SLSL character vs narrator?

Mutualcode at aol.com Mutualcode at aol.com
Sun Dec 1 08:45:46 CST 2002


In a message dated 11/30/2002 8:10:52 PM Eastern Standard Time, 
jbor at bigpond.com writes:


> 

> > And, no offence to the man himself intended, Hollander 

> mistakes Levine for

> > "the narrator"


While I agree that Hollander has confused Lardass with

the narrator in the introduction, I see this as insignificant

with respect to the value of Hollander's piece as a whole,

for several reasons.  Soon after the intro narrator makes

the comment about the narrator of TSR being "almost but

not quite him," he goes on to associate Levine's conflict with

his own subconscious conflict at the time the story was

written, i.e., "over where to put his loyalties." This is

a big admission of similarity. There is also the "not quite"

parallelism:

    

   Levine, however, was not quite ordinary.

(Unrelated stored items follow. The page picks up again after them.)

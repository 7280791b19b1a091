//! Version comparison utilities

use crate::constraint::Operator;
use crate::Version;

/// Comparator for comparing versions by precedence
pub struct Comparator;

impl Comparator {
    /// Check if version1 > version2
    pub fn greater_than(version1: &Version, version2: &Version) -> bool {
        Self::compare(version1, Operator::GreaterThan, version2)
    }

    /// Check if version1 >= version2
    pub fn greater_than_or_equal_to(version1: &Version, version2: &Version) -> bool {
        Self::compare(version1, Operator::GreaterThanOrEqual, version2)
    }

    /// Check if version1 < version2
    pub fn less_than(version1: &Version, version2: &Version) -> bool {
        Self::compare(version1, Operator::LessThan, version2)
    }

    /// Check if version1 <= version2
    pub fn less_than_or_equal_to(version1: &Version, version2: &Version) -> bool {
        Self::compare(version1, Operator::LessThanOrEqual, version2)
    }

    /// Check if version1 == version2, ignoring build metadata
    pub fn equal_to(version1: &Version, version2: &Version) -> bool {
        Self::compare(version1, Operator::Equal, version2)
    }

    /// Compare version1 to version2 using the given operator
    pub fn compare(version1: &Version, operator: Operator, version2: &Version) -> bool {
        operator.accepts(version1.compare(version2))
    }
}
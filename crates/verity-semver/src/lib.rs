//! Semantic Versioning 2.0.0 versions and npm style range constraints
//!
//! ```
//! use verity_semver::{Constraint, Version};
//!
//! let constraint = Constraint::parse("1.2.7 || >=1.2.9 <2.0.0").unwrap();
//! assert!(constraint.matches(&Version::parse("1.4.6").unwrap()));
//! assert!(!constraint.matches(&Version::parse("1.2.8").unwrap()));
//! ```
//!
//! Constraints support `~` and `^` ranges, hyphen ranges (`1.0.0 - 2.0.0`)
//! and wildcards (`1.2.x`, `2.*`, `*`). They are expanded into plain
//! comparisons at parse time.

pub mod constraint;
mod comparator;
mod semver;
mod version;

pub use comparator::Comparator;
pub use constraint::{Comparison, Constraint, ConstraintError, Node, Operator};
pub use semver::Semver;
pub use version::{Identifier, Version, VersionError};
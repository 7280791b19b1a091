//! Compiled version constraint

use std::fmt;
use std::str::FromStr;
use thiserror::Error;

use super::node::Node;
use super::parser::Parser;
use crate::version::VersionError;
use crate::Version;

#[derive(Error, Debug, Clone, PartialEq, Eq)]
pub enum ConstraintError {
    #[error("empty constraint")]
    Empty,
    #[error("{0}")]
    Lexical(String),
    #[error("unexpected {found}, expected {expected}")]
    UnexpectedToken { expected: &'static str, found: String },
    #[error("unexpected end of input, expected {expected}")]
    UnexpectedEnd { expected: &'static str },
    #[error("invalid version \"{version}\": {source}")]
    InvalidVersion {
        version: String,
        #[source]
        source: VersionError,
    },
}

/// A parsed constraint such as `>=1.2.9 <2.0.0 || 1.2.7`.
///
/// Parse once and call [`Constraint::matches`] as often as needed; the
/// tree is immutable and can be shared between threads.
#[derive(Debug, Clone, PartialEq, Eq)]
pub struct Constraint {
    pretty_string: String,
    root: Node,
}

impl Constraint {
    /// Parse a constraint string. A parse error is never returned as a partial tree.
    pub fn parse(constraint: &str) -> Result<Self, ConstraintError> {
        match Parser::new(constraint).parse() {
            Node::Error(err) => Err(err),
            root => Ok(Constraint {
                pretty_string: constraint.to_string(),
                root,
            }),
        }
    }

    /// Check if a version satisfies this constraint
    pub fn matches(&self, version: &Version) -> bool {
        self.root.run(version)
    }

    /// The constraint as it was written
    pub fn pretty_string(&self) -> &str {
        &self.pretty_string
    }

    /// The expanded expression tree
    pub fn root(&self) -> &Node {
        &self.root
    }
}

impl FromStr for Constraint {
    type Err = ConstraintError;

    fn from_str(s: &str) -> Result<Self, Self::Err> {
        Constraint::parse(s)
    }
}

/// Renders the expanded form, e.g. `~1.2.3` as `>=1.2.3 <1.3.0`
impl fmt::Display for Constraint {
    fn fmt(&self, f: &mut fmt::Formatter<'_>) -> fmt::Result {
        write!(f, "{}", self.root)
    }
}

#[cfg(feature = "serde")]
mod serde_impl {
    use std::fmt;

    use serde::de::{self, Visitor};
    use serde::{Deserialize, Deserializer, Serialize, Serializer};

    use super::Constraint;

    impl Serialize for Constraint {
        fn serialize<S: Serializer>(&self, serializer: S) -> Result<S::Ok, S::Error> {
            serializer.serialize_str(&self.pretty_string)
        }
    }

    impl<'de> Deserialize<'de> for Constraint {
        fn deserialize<D: Deserializer<'de>>(deserializer: D) -> Result<Self, D::Error> {
            struct ConstraintVisitor;

            impl<'de> Visitor<'de> for ConstraintVisitor {
                type Value = Constraint;

                fn expecting(&self, formatter: &mut fmt::Formatter) -> fmt::Result {
                    formatter.write_str("a version constraint as a string")
                }

                fn visit_str<E: de::Error>(self, v: &str) -> Result<Self::Value, E> {
                    Constraint::parse(v).map_err(de::Error::custom)
                }
            }

            deserializer.deserialize_str(ConstraintVisitor)
        }
    }
}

Which echoes the "almost but not quite me" used to

describe the TSR narrator. In fact, it may well be

that Levine is MORE like Pynchon than the TSR narrator,

based on the intro narrator's admissions and lengthy

descriptions of how the resolution of this inner conflict

played itself out in the evolution of Pynchon's generation.


More important, however, is Hollander's quite fascinating

attempt to deal with the material which the intro narrator

completely ignores, or, in my opinion, deliberately attempts

to obfuscate. Clearly, the names are significant; the fate

of the "whore book" is significant; the quotes are significant;

the specifics, in other words, are all important. Hollander's

work is illuminating and thought provoking with respect to all

these issues.


There are also hints that the intro narrator is not always 
trustworthy. The issue about Eliot and Hemingway exemplifies 
this. The  overt references to them are made by Rizzo, "the 
perennial undergraduate," and are right in character with what 
we are given to know about him. The intro narrator thus 
slyly confuses Rizzo with the narrator of TSR, and chooses to
ignore the ironic use to which they are put by the narrator of TSR. 

Hollander's suspicions of hidden meanings and recognition of 
techniques Pynchon puts to good use in his mature works- 
and I would include the SL intro in that- makes good reading.
H. rejects the self-deprecating: "Most of what I dislike about
my writing is present here in embryo..." and goes on to point
out just the opposite; much of what makes the Pynchon of
the later works so fascinating is present, as well.


I can forgive Hollander's minor confusion of the TSR narrator

with Levine and praise his valuable scholarship.